I falter at the word ‘please.’ The desperation on his face is almost terrifying, and I much prefer the defeated expression he was sporting not long ago. “Don’t read them.”

“Why? What’s inside?” I demand.

“I can’t tell you.”

“But I wrote them? How can I not remember writing them? Is this some part of the curse?”

“Yes and no.”

“What does that mean?”

“I can’t—”

“Well, what can you tell me?!” I bark, my anger climbing.

He lets out a slow breath before clasping his hands together behind his neck and hanging his head.

“I can’t—”

“Oh, fuck this.” Grabbing one of the journals at random, I begin reading the entry out loud.

I hate him. I hate him. I hate him. I hate him. He’s made me care about him. And that makes me hate him so much more.

I look up at Braxton, seeing him wince from my words. I grab another journal, waiting for Braxton to walk over and rip it from my hands, but he doesn’t. Based on his body language, it’s clear that he’s accepted his defeat in this situation, which is far more unnerving than if he were to be violent with me right now.

Braxton showed me the garden’s today. They’re quite lovely actually. I asked him if he could start planting forget-me-not bushes, as those are my favorite.

I stop reading even though there’s more to this passage. I’m stuck now, trying to remember what my favorite flower is. Are forget-me-nots my favorite? But if they aren’t why would I ever write that they were? I’ve always liked the bouquets delivered to my room, even though I wished they came from someone else. Now I’m contemplating if I liked them so much because they were, unbeknownst to me, made up of my favorite flower. Feeling a pit begin to form in my stomach, I grab another journal.

How can I both miss home and feel like I am home? What sense does that make? I fear this curse is making me lose my mind.

This, so far, has been the one I related to the most. Feeling like I’m starting to sail on more understanding waters, I grab another journal at random. This passage is longer and not filled with questioning thoughts. The moment I start reading it, I realize it’s an entry of a memory.

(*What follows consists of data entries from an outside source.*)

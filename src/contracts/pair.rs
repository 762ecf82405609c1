//! Uniswap V2 pair; doubles as the LP token
use ethers::prelude::*;

abigen!(
    IUniswapV2Pair,
    r#"[
        function token0() external view returns (address)
        function token1() external view returns (address)
        function getReserves() external view returns (uint112 reserve0, uint112 reserve1, uint32 blockTimestampLast)
        function totalSupply() external view returns (uint)
        function balanceOf(address owner) external view returns (uint)
        function allowance(address owner, address spender) external view returns (uint)
        function approve(address spender, uint value) external returns (bool)
    ]"#,
);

I can’t believe tonight was even real. After dinner, Braxton took me over to the stables where both of our horses were saddled. I was wearing the red dress I had made for a special occasion, and tonight just felt like the right night to wear it. Although, it did make riding rather difficult, so I ended up joining Braxton on his horse.

I stop. This one’s familiar, but it couldn’t possibly be. It doesn’t make any sense. Tightening my jaw, I keep reading.

He took me to the edge of my favorite cliff. It was where we met when I left home for the first time and traveled here to Brindlewald. Just as the sun was setting on the horizon, I felt him tap my shoulder. When I turned to face him, he was down on one knee—

I slam the journal shut.

“What is this?” I throw the journal at his feet with disgust. I feel the ink-written words stain my soul, muddling my mind. “Were you going to use them to make me feel crazy?”

“What did you read?” Braxton inquires, beginning to thumb through the pages.

“My proposal,” I spit. “In that journal, in my handwriting, is how Phillip proposed to me, but instead of Phillip’s name being in it, it’s been replaced with yours. Why would you do that?”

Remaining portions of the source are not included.